◆ **Stored data**:
.....
//! `aram_server`
//!
//! Headless authoritative reference world:
//! - Level generation (boxes on a grid)
//! - Player join with spawn selection
//! - Processes `InputMessage`s with the shared physics step
//! - Produces per-recipient `SnapshotMessage`s
//!
//! There are no sockets here; a transport or the loopback harness moves
//! messages in and out.

pub mod level;
pub mod server;

pub use server::GameServer;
.....
◆ **GOAL OF THE EXERCISE**:
The answer must be the lines from the one containing "pub mod level;" through the last line of the records, copied exactly, with nothing else.

◆ **ANSWER SPACE**:
pub mod level;
pub mod server;

pub use server::GameServer;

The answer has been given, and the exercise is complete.